All these we learned from a Ph D candidate who was possibly also named Maria. Her real name has been lost in the synapses of my mind. She speaks English in a Slavic metre and very loudly. Perhaps it was the setting and the echo of the walls, or the air may have been too fresh to properly conduct sound, but whatever it was some of the story was heard only by the walls.
Sveti Maria's church was painted at a time shortly after the Constantinople fell to the Turks in 1453. Many talented painters who painted there were unemployed, and many of them came to the Balkans, some to Ohrid. At the same time, the Orthodox church was not at its strongest and church dogma in the provinces was not being rigourously enforced. The result was that the people who painted Sveti Maria painted what they wanted to paint.
The passion of the Christ adorns the walls, but so does the life story of St. Mary. The visitation by the angel Gabriel and her sorrow at the foot of the cross, you guess? That is some of it.

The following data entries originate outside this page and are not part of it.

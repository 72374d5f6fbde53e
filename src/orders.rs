//! Order lifecycle: creation, proof submission, and payment verification.
//!
//! An order moves `pending_payment -> pending_verification -> paid |
//! rejected`, and only through [`OrderStatus::apply`]. Every transition is
//! committed with a compare-and-set on the stored status, so a concurrent
//! decision wins exactly once: approval mints tickets in the same atomic
//! section as the status change, rejection releases the held inventory
//! exactly once.

use crate::directory::{BlobStore, EventDirectory, Identity};
use crate::error::CoreError;
use crate::issuer::TicketIssuer;
use crate::ledger::InventoryLedger;
use crate::store::Store;
use crate::types::{
    EventId, Order, OrderAction, OrderId, OrderStatus, PaymentDetails, PaymentMethodId, Ticket,
    TicketTypeId, UserRole,
};
use chrono::Utc;
use std::sync::Arc;

/// Coordinates the order state machine over the store, ledger, and issuer.
#[derive(Clone)]
pub struct OrderService {
    store: Arc<dyn Store>,
    ledger: InventoryLedger,
    directory: Arc<dyn EventDirectory>,
    blobs: Arc<dyn BlobStore>,
    issuer: TicketIssuer,
}

impl OrderService {
    /// Creates the service over its collaborators.
    #[must_use]
    pub fn new(
        store: Arc<dyn Store>,
        ledger: InventoryLedger,
        directory: Arc<dyn EventDirectory>,
        blobs: Arc<dyn BlobStore>,
        issuer: TicketIssuer,
    ) -> Self {
        Self {
            store,
            ledger,
            directory,
            blobs,
            issuer,
        }
    }

    /// Creates an order in `pending_payment`, holding inventory for it.
    ///
    /// The reservation is taken before the order row is written; if the
    /// insert fails the held units are returned. A failed reservation never
    /// creates an order.
    ///
    /// # Errors
    ///
    /// [`CoreError::Validation`] for a zero quantity, a ticket type or
    /// payment method that does not belong to the event, or a closed sale
    /// window; [`CoreError::Authorization`] when the buyer is not eligible;
    /// [`CoreError::Oversold`] when inventory is insufficient;
    /// [`CoreError::NotFound`] for unknown ids.
    pub async fn create_order(
        &self,
        buyer: &Identity,
        event_id: EventId,
        ticket_type_id: TicketTypeId,
        payment_method_id: PaymentMethodId,
        quantity: u32,
    ) -> Result<Order, CoreError> {
        if quantity == 0 {
            return Err(CoreError::Validation(
                "quantity must be at least 1".to_string(),
            ));
        }

        let event = self.directory.event(event_id).await?;
        if buyer.user_id == event.organizer_id {
            return Err(CoreError::Authorization(
                "the event organizer cannot buy tickets to their own event".to_string(),
            ));
        }
        if buyer.role == UserRole::Organizer {
            return Err(CoreError::Authorization(
                "organizer accounts cannot buy tickets".to_string(),
            ));
        }
        if let Some(required) = event.restricted_to {
            if buyer.role != required {
                return Err(CoreError::Authorization(format!(
                    "this event is restricted to {} accounts",
                    required.as_str()
                )));
            }
        }

        let ticket_type = self.store.ticket_type(ticket_type_id).await?;
        if ticket_type.event_id != event_id {
            return Err(CoreError::Validation(
                "ticket type does not belong to this event".to_string(),
            ));
        }
        let method = self.store.payment_method(payment_method_id).await?;
        if method.event_id != event_id {
            return Err(CoreError::Validation(
                "payment method does not belong to this event".to_string(),
            ));
        }
        if ticket_type.unit_price.checked_multiply(quantity).is_none() {
            return Err(CoreError::Validation("order total overflows".to_string()));
        }

        let reservation = self
            .ledger
            .reserve(ticket_type_id, quantity, Utc::now())
            .await?;

        let order = Order {
            id: OrderId::new(),
            event_id,
            ticket_type_id,
            buyer_id: buyer.user_id,
            buyer_name: buyer.display_name.clone(),
            quantity,
            payment_method_id,
            reservation_id: reservation.id,
            status: OrderStatus::PendingPayment,
            payment_details: None,
            proof_key: None,
            rejection_reason: None,
            verified_by: None,
            verified_at: None,
            ticket_code: None,
            created_at: Utc::now(),
        };
        if let Err(e) = self.store.insert_order(order.clone()).await {
            // Return the held units; the reservation has no order to back it.
            if let Err(release_err) = self.ledger.release(ticket_type_id, quantity).await {
                tracing::error!(
                    %ticket_type_id,
                    quantity,
                    error = %release_err,
                    "Failed to release reservation after order insert failure"
                );
            }
            return Err(e);
        }

        metrics::counter!("orders.transitions", "action" => "created").increment(1);
        tracing::info!(
            order_id = %order.id,
            event_id = %event_id,
            buyer_id = %buyer.user_id,
            quantity,
            "Order created"
        );
        Ok(order)
    }

    /// Attaches payment details and a proof blob, moving the order to
    /// `pending_verification`.
    ///
    /// The blob is uploaded before the status update and outside any store
    /// lock: an upload failure leaves the order in `pending_payment` and the
    /// buyer retries; an upload success followed by a store failure leaves
    /// an orphaned blob and the order unchanged.
    ///
    /// # Errors
    ///
    /// [`CoreError::Authorization`] when the caller is not the buyer,
    /// [`CoreError::StateConflict`] when the order is not in
    /// `pending_payment`, [`CoreError::Validation`] for an empty proof,
    /// [`CoreError::Storage`] (retryable) on blob upload failure.
    pub async fn submit_proof(
        &self,
        buyer: &Identity,
        order_id: OrderId,
        details: PaymentDetails,
        proof: Vec<u8>,
    ) -> Result<Order, CoreError> {
        let order = self.store.order(order_id).await?;
        if order.buyer_id != buyer.user_id {
            return Err(CoreError::Authorization(
                "only the buyer may submit payment proof".to_string(),
            ));
        }
        // Check the transition before uploading so an obviously conflicted
        // request does not orphan a blob.
        let next = order.status.apply(OrderAction::SubmitProof)?;
        if proof.is_empty() {
            return Err(CoreError::Validation(
                "payment proof must not be empty".to_string(),
            ));
        }

        let proof_key = self.blobs.put(proof).await?;

        let updated = Order {
            status: next,
            payment_details: Some(details),
            proof_key: Some(proof_key),
            ..order
        };
        self.store
            .update_order(updated.clone(), OrderStatus::PendingPayment)
            .await?;

        metrics::counter!("orders.transitions", "action" => "proof_submitted").increment(1);
        tracing::info!(order_id = %updated.id, "Payment proof submitted");
        Ok(updated)
    }

    /// Organizer approval: moves the order to `paid` and mints its tickets.
    ///
    /// The status compare-and-set and the ticket inserts commit in one atomic
    /// section, so a concurrent approve/reject wins exactly once and a `paid`
    /// order always has its tickets.
    ///
    /// # Errors
    ///
    /// [`CoreError::Authorization`] when the caller is not the event's
    /// organizer, [`CoreError::StateConflict`] when the order is not in
    /// `pending_verification`.
    pub async fn approve(
        &self,
        organizer: &Identity,
        order_id: OrderId,
    ) -> Result<(Order, Vec<Ticket>), CoreError> {
        let order = self.store.order(order_id).await?;
        self.authorize_organizer(organizer, &order).await?;
        let next = order.status.apply(OrderAction::Approve)?;

        let ticket_type = self.store.ticket_type(order.ticket_type_id).await?;
        let now = Utc::now();
        let updated = Order {
            status: next,
            verified_by: Some(organizer.user_id),
            verified_at: Some(now),
            ticket_code: Some(TicketIssuer::new_ticket_code()),
            ..order
        };
        let tickets = self.issuer.issue(&updated, &ticket_type.name, now)?;
        self.store
            .approve_order(updated.clone(), OrderStatus::PendingVerification, tickets.clone())
            .await?;

        metrics::counter!("orders.transitions", "action" => "approved").increment(1);
        tracing::info!(
            order_id = %updated.id,
            verified_by = %organizer.user_id,
            tickets = tickets.len(),
            "Order approved"
        );
        Ok((updated, tickets))
    }

    /// Organizer rejection: moves the order to `rejected` and returns the
    /// held inventory.
    ///
    /// The status compare-and-set and the inventory release commit in one
    /// atomic section, mirroring approval's ticket minting: a fault never
    /// leaves a rejected order with its units still held, and since the
    /// transition out of `pending_verification` wins at most once, the
    /// inventory is released exactly once per order.
    ///
    /// # Errors
    ///
    /// [`CoreError::Validation`] for an empty reason,
    /// [`CoreError::Authorization`] when the caller is not the event's
    /// organizer, [`CoreError::StateConflict`] when the order is not in
    /// `pending_verification`.
    pub async fn reject(
        &self,
        organizer: &Identity,
        order_id: OrderId,
        reason: String,
    ) -> Result<Order, CoreError> {
        if reason.trim().is_empty() {
            return Err(CoreError::Validation(
                "a rejection reason is required".to_string(),
            ));
        }

        let order = self.store.order(order_id).await?;
        self.authorize_organizer(organizer, &order).await?;
        let next = order.status.apply(OrderAction::Reject)?;

        let updated = Order {
            status: next,
            rejection_reason: Some(reason),
            verified_by: Some(organizer.user_id),
            verified_at: Some(Utc::now()),
            ..order
        };
        self.store
            .reject_order(updated.clone(), OrderStatus::PendingVerification)
            .await?;

        metrics::counter!("ledger.reservations", "result" => "released").increment(1);
        metrics::counter!("orders.transitions", "action" => "rejected").increment(1);
        tracing::info!(
            order_id = %updated.id,
            verified_by = %organizer.user_id,
            "Order rejected"
        );
        Ok(updated)
    }

    /// Fetches an order for its buyer or the event's organizer.
    ///
    /// # Errors
    ///
    /// [`CoreError::Authorization`] for any other caller,
    /// [`CoreError::NotFound`] for an unknown order.
    pub async fn order_for(
        &self,
        actor: &Identity,
        order_id: OrderId,
    ) -> Result<Order, CoreError> {
        let order = self.store.order(order_id).await?;
        if order.buyer_id != actor.user_id {
            let event = self.directory.event(order.event_id).await?;
            if event.organizer_id != actor.user_id {
                return Err(CoreError::Authorization(
                    "only the buyer or the event organizer may view this order".to_string(),
                ));
            }
        }
        Ok(order)
    }

    /// Lists the tickets minted for an order, for its buyer or the event's
    /// organizer.
    ///
    /// # Errors
    ///
    /// Same as [`OrderService::order_for`].
    pub async fn tickets_for_order(
        &self,
        actor: &Identity,
        order_id: OrderId,
    ) -> Result<Vec<Ticket>, CoreError> {
        self.order_for(actor, order_id).await?;
        self.store.tickets_for_order(order_id).await
    }

    async fn authorize_organizer(
        &self,
        actor: &Identity,
        order: &Order,
    ) -> Result<(), CoreError> {
        let event = self.directory.event(order.event_id).await?;
        if event.organizer_id != actor.user_id {
            return Err(CoreError::Authorization(
                "only the event organizer may verify payments".to_string(),
            ));
        }
        Ok(())
    }
}
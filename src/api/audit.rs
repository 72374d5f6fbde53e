//! Validation audit trail API endpoints.
//!
//! - `GET /api/events/:id/validation-attempts` - List gate attempts for an
//!   event (organizer only)

use crate::server::auth::Caller;
use crate::server::error::ApiError;
use crate::server::state::AppState;
use crate::types::{EventId, ValidationAttempt, ValidationMethod, ValidationOutcome};
use axum::extract::{Path, State};
use axum::Json;
use chrono::{DateTime, Utc};
use serde::Serialize;
use uuid::Uuid;

/// One recorded validation attempt.
#[derive(Debug, Serialize)]
pub struct AttemptResponse {
    /// Attempt id.
    pub id: Uuid,
    /// Ticket involved, if one was found.
    pub ticket_id: Option<Uuid>,
    /// Gate validator who performed the scan.
    pub validator_id: Uuid,
    /// Scan outcome.
    pub outcome: ValidationOutcome,
    /// Presentation method.
    pub method: ValidationMethod,
    /// Free-text context.
    pub note: String,
    /// When the attempt was recorded.
    pub recorded_at: DateTime<Utc>,
}

impl From<&ValidationAttempt> for AttemptResponse {
    fn from(attempt: &ValidationAttempt) -> Self {
        Self {
            id: *attempt.id.as_uuid(),
            ticket_id: attempt.ticket_id.map(|t| *t.as_uuid()),
            validator_id: *attempt.validator_id.as_uuid(),
            outcome: attempt.outcome,
            method: attempt.method,
            note: attempt.note.clone(),
            recorded_at: attempt.recorded_at,
        }
    }
}

/// Validation attempts recorded for an event.
#[derive(Debug, Serialize)]
pub struct ListAttemptsResponse {
    /// The attempts, oldest first.
    pub attempts: Vec<AttemptResponse>,
    /// Total count.
    pub total: usize,
}

/// List the validation attempts for an event; organizer only.
pub async fn list_validation_attempts(
    Caller(actor): Caller,
    State(state): State<AppState>,
    Path(event_id): Path<Uuid>,
) -> Result<Json<ListAttemptsResponse>, ApiError> {
    let event_id = EventId::from_uuid(event_id);
    let event = state.directory.event(event_id).await?;
    if event.organizer_id != actor.user_id {
        return Err(ApiError::forbidden(
            "only the event organizer may view the validation log",
        ));
    }
    let attempts = state.audit.attempts_for_event(event_id).await?;
    Ok(Json(ListAttemptsResponse {
        total: attempts.len(),
        attempts: attempts.iter().map(AttemptResponse::from).collect(),
    }))
}
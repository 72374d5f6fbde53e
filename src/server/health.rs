//! Health and readiness endpoints.

use axum::http::StatusCode;
use axum::Json;
use serde::Serialize;

/// Health check response.
#[derive(Serialize)]
pub struct HealthResponse {
    /// Service status.
    pub status: String,
    /// Service version.
    pub version: String,
}

/// Liveness check; does not verify dependencies.
pub async fn health_check() -> (StatusCode, Json<HealthResponse>) {
    (
        StatusCode::OK,
        Json(HealthResponse {
            status: "ok".to_string(),
            version: env!("CARGO_PKG_VERSION").to_string(),
        }),
    )
}

/// Readiness check response.
#[derive(Serialize)]
pub struct ReadinessResponse {
    /// Whether the service should receive traffic.
    pub ready: bool,
}

/// Readiness check, used by orchestration probes.
pub async fn readiness_check() -> (StatusCode, Json<ReadinessResponse>) {
    (StatusCode::OK, Json(ReadinessResponse { ready: true }))
}
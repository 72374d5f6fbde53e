//! Boxoffice HTTP server.
//!
//! Wires the store, signing key, and collaborator services from
//! configuration and serves the API with graceful shutdown.

use boxoffice::config::{Config, StoreBackend};
use boxoffice::directory::{MemoryBlobStore, StaticEventDirectory, StaticIdentityProvider};
use boxoffice::issuer::{ReferenceSigner, TicketIssuer};
use boxoffice::server::{build_router, AppState};
use boxoffice::store::{MemoryStore, PostgresStore, Store};
use std::sync::Arc;
use tokio::signal;
use tracing::info;
use tracing_subscriber::layer::SubscriberExt;
use tracing_subscriber::util::SubscriberInitExt;

#[tokio::main]
async fn main() -> anyhow::Result<()> {
    let config = Config::from_env();

    tracing_subscriber::registry()
        .with(
            tracing_subscriber::EnvFilter::try_from_default_env()
                .unwrap_or_else(|_| config.server.log_level.clone().into()),
        )
        .with(tracing_subscriber::fmt::layer())
        .init();

    info!("Starting boxoffice server");

    let store: Arc<dyn Store> = match config.store.backend {
        StoreBackend::Memory => {
            info!("Using in-memory store");
            Arc::new(MemoryStore::new())
        }
        StoreBackend::Postgres => {
            info!(url = %config.store.database_url, "Connecting to PostgreSQL");
            let store = PostgresStore::connect(
                &config.store.database_url,
                config.store.max_connections,
            )
            .await?;
            store.migrate().await?;
            Arc::new(store)
        }
    };

    // Identity, events, and blob storage are application collaborators; this
    // binary wires the in-process implementations. A production deployment
    // substitutes its own providers here.
    let identity = Arc::new(StaticIdentityProvider::new());
    let directory = Arc::new(StaticEventDirectory::new());
    let blobs = Arc::new(MemoryBlobStore::new());

    let issuer = TicketIssuer::new(ReferenceSigner::new(&config.signing.ticket_secret));
    let state = AppState::new(store, identity, directory, blobs, issuer);
    let app = build_router(state);

    let addr = format!("{}:{}", config.server.host, config.server.port);
    let listener = tokio::net::TcpListener::bind(&addr).await?;
    info!(address = %addr, "Server listening");

    axum::serve(listener, app)
        .with_graceful_shutdown(shutdown_signal())
        .await?;

    info!("Server stopped");
    Ok(())
}

/// Resolves when the process receives Ctrl+C or SIGTERM.
async fn shutdown_signal() {
    let ctrl_c = async {
        if let Err(e) = signal::ctrl_c().await {
            tracing::error!(error = %e, "Failed to install Ctrl+C handler");
            std::future::pending::<()>().await;
        }
    };

    #[cfg(unix)]
    let terminate = async {
        match signal::unix::signal(signal::unix::SignalKind::terminate()) {
            Ok(mut sigterm) => {
                sigterm.recv().await;
            }
            Err(e) => {
                tracing::error!(error = %e, "Failed to install SIGTERM handler");
                std::future::pending::<()>().await;
            }
        }
    };

    #[cfg(not(unix))]
    let terminate = std::future::pending::<()>();

    tokio::select! {
        () = ctrl_c => {
            info!("Received Ctrl+C, shutting down gracefully");
        },
        () = terminate => {
            info!("Received SIGTERM, shutting down gracefully");
        },
    }
}
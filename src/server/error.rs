//! HTTP error responses.
//!
//! Bridges [`CoreError`] to HTTP: every handler returns `Result<_, ApiError>`
//! and the `From<CoreError>` impl picks the status code, so a domain error
//! surfaces with one consistent JSON shape.

use crate::error::CoreError;
use axum::http::StatusCode;
use axum::response::{IntoResponse, Response};
use axum::Json;
use serde::Serialize;
use std::fmt;

/// Application error type for HTTP handlers.
///
/// Wraps domain errors and converts them into HTTP responses via Axum's
/// `IntoResponse`.
#[derive(Debug)]
pub struct ApiError {
    status: StatusCode,
    message: String,
    code: String,
}

impl ApiError {
    /// Creates an error with an explicit status, message, and code.
    #[must_use]
    pub const fn new(status: StatusCode, message: String, code: String) -> Self {
        Self {
            status,
            message,
            code,
        }
    }

    /// 400 Bad Request.
    #[must_use]
    pub fn bad_request(message: impl Into<String>) -> Self {
        Self::new(
            StatusCode::BAD_REQUEST,
            message.into(),
            "BAD_REQUEST".to_string(),
        )
    }

    /// 401 Unauthorized.
    #[must_use]
    pub fn unauthorized(message: impl Into<String>) -> Self {
        Self::new(
            StatusCode::UNAUTHORIZED,
            message.into(),
            "UNAUTHORIZED".to_string(),
        )
    }

    /// 403 Forbidden.
    #[must_use]
    pub fn forbidden(message: impl Into<String>) -> Self {
        Self::new(
            StatusCode::FORBIDDEN,
            message.into(),
            "FORBIDDEN".to_string(),
        )
    }

    /// 404 Not Found.
    #[must_use]
    pub fn not_found(message: impl Into<String>) -> Self {
        Self::new(
            StatusCode::NOT_FOUND,
            message.into(),
            "NOT_FOUND".to_string(),
        )
    }

    /// 409 Conflict.
    #[must_use]
    pub fn conflict(message: impl Into<String>) -> Self {
        Self::new(StatusCode::CONFLICT, message.into(), "CONFLICT".to_string())
    }

    /// 503 Service Unavailable (retryable).
    #[must_use]
    pub fn unavailable(message: impl Into<String>) -> Self {
        Self::new(
            StatusCode::SERVICE_UNAVAILABLE,
            message.into(),
            "SERVICE_UNAVAILABLE".to_string(),
        )
    }
}

impl fmt::Display for ApiError {
    fn fmt(&self, f: &mut fmt::Formatter<'_>) -> fmt::Result {
        write!(f, "[{}] {}", self.code, self.message)
    }
}

impl std::error::Error for ApiError {}

/// Error response body (JSON).
#[derive(Debug, Serialize)]
struct ErrorResponse {
    code: String,
    message: String,
    /// Set for errors a client should retry as-is.
    #[serde(skip_serializing_if = "std::ops::Not::not")]
    retryable: bool,
}

impl IntoResponse for ApiError {
    fn into_response(self) -> Response {
        if self.status.is_server_error() {
            tracing::error!(
                status = %self.status,
                code = %self.code,
                message = %self.message,
                "Request failed"
            );
        }
        let body = ErrorResponse {
            retryable: self.status == StatusCode::SERVICE_UNAVAILABLE,
            code: self.code,
            message: self.message,
        };
        (self.status, Json(body)).into_response()
    }
}

impl From<CoreError> for ApiError {
    fn from(err: CoreError) -> Self {
        match err {
            CoreError::Validation(msg) | CoreError::Signature(msg) => Self::bad_request(msg),
            CoreError::Authorization(msg) => Self::forbidden(msg),
            CoreError::Oversold => Self::conflict(err.to_string()),
            CoreError::StateConflict(msg) => Self::conflict(msg),
            CoreError::NotFound(msg) => Self::not_found(format!("{msg} not found")),
            CoreError::Storage(msg) => {
                tracing::error!(error = %msg, "Storage failure");
                Self::unavailable("storage temporarily unavailable, retry the request")
            }
        }
    }
}

#[cfg(test)]
mod tests {
    use super::*;

    #[test]
    fn display_includes_code_and_message() {
        let err = ApiError::bad_request("quantity must be at least 1");
        assert_eq!(err.to_string(), "[BAD_REQUEST] quantity must be at least 1");
    }

    #[test]
    fn oversell_maps_to_conflict() {
        let err = ApiError::from(CoreError::Oversold);
        assert_eq!(err.status, StatusCode::CONFLICT);
    }

    #[test]
    fn storage_maps_to_unavailable() {
        let err = ApiError::from(CoreError::Storage("timeout".to_string()));
        assert_eq!(err.status, StatusCode::SERVICE_UNAVAILABLE);
    }

    #[test]
    fn authorization_maps_to_forbidden() {
        let err = ApiError::from(CoreError::Authorization("nope".to_string()));
        assert_eq!(err.status, StatusCode::FORBIDDEN);
    }
}
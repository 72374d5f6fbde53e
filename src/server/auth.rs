//! Bearer-credential extraction for handlers.
//!
//! Handlers never read user ids or roles from request bodies; the only actor
//! identity the core acts on is the one resolved here from the
//! `Authorization` header.

use super::error::ApiError;
use super::state::AppState;
use crate::directory::Identity;
use axum::async_trait;
use axum::extract::FromRequestParts;
use axum::http::request::Parts;

/// Bearer token extracted from `Authorization: Bearer <token>`.
#[derive(Debug, Clone)]
pub struct BearerToken(pub String);

#[async_trait]
impl<S> FromRequestParts<S> for BearerToken
where
    S: Send + Sync,
{
    type Rejection = ApiError;

    async fn from_request_parts(parts: &mut Parts, _state: &S) -> Result<Self, Self::Rejection> {
        let header = parts
            .headers
            .get("authorization")
            .and_then(|value| value.to_str().ok())
            .ok_or_else(|| ApiError::unauthorized("missing authorization header"))?;

        let token = header
            .strip_prefix("Bearer ")
            .ok_or_else(|| {
                ApiError::unauthorized("invalid authorization format, expected 'Bearer <token>'")
            })?
            .to_string();
        if token.is_empty() {
            return Err(ApiError::unauthorized("empty bearer token"));
        }
        Ok(Self(token))
    }
}

/// The authenticated caller, resolved through the identity provider.
///
/// Use as a handler parameter to require authentication.
#[derive(Debug, Clone)]
pub struct Caller(pub Identity);

#[async_trait]
impl FromRequestParts<AppState> for Caller {
    type Rejection = ApiError;

    async fn from_request_parts(
        parts: &mut Parts,
        state: &AppState,
    ) -> Result<Self, Self::Rejection> {
        let bearer = BearerToken::from_request_parts(parts, state).await?;
        let identity = state
            .identity
            .resolve(&bearer.0)
            .await
            .map_err(|_| ApiError::unauthorized("invalid or expired credential"))?;
        Ok(Self(identity))
    }
}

But did you know that Mary was born like John, to very old parents?
Here is the rest of the story: Her parents were also visited by wise men who told of a great future for Mary. The kind man Joseph, a carpenter, was also on the scene. He heard of her great destiny and when she was twelve, he offered to take her into his safe keeping. He heard that she was to bear a child immaculately, but he also knew that a single woman having a baby was not an acceptable thing. So, he being a widow married her and kept her as his own child.
But he had no "relations" with her. He died soon after Jesus was born. That's why he hardly figures in the Bible: Mary had the baby Jesus but was never touched by a man in that reproductive way. Those who were known as Jesus' siblings were Joseph's children but not Mary's. The painting sequence ends with Mary's death and ascension. Our tour guide told us that to her, the Gospel of Jacob is as true as the Bible. Truer, even.
As we were leaving, she showed us her Ph D treatise. It has been bound and very soon would it be submitted to her professors, who would grant her a doctorate. We wished her luck. Hopefully those prof's don't bring up that Joseph and Mary had to go to Bethlehem to register in a census without any of Joseph's other children... Certainly the Patriarch at Constinapole in 1452 would have raised an objection to the painting of this story, but maybe Maria's professors will be preoccupied with another probable Turkish invasion.
Entirely by chance, later that afternoon, Bro and I ran into the student from Michigan. The three of us explored the castle of Ohrid, which rises above the lake on a hill across from Sveti Maria. It is pretty much a ruin, although the imposing walls have been recently restored. Lizards scamper through the cracks in the walls and between the weeds underfoot. In one roped off but unsupervised area, someone piled two hundred 12 lb stone cannonballs in the sand. What could one do but practice the shot put? Nearby was some ancient pottery and it was just asking to be shattered. There was no question about it, so I smashed it to smithereens.
*apocrypal gospels are works about Jesus but have not been included in the Christian Bible.
**Turkey is not currently threating Macedonia with invasion, as far as I know.
***Naturally you must be horrified to learn that I broke ancient pottery. Seriously though, there is enough of it around. All that stuff breaks eventually anyways. Actually, the pottery was not ancient by anymeans and nearly completely smashed anyway. A closer examination of it, before we picked up cannonballs, showed that it was factory manufactured within the last few years and already deliberately smashed by someone else. Sorry for the let down. I just wanted to say something inflamatory.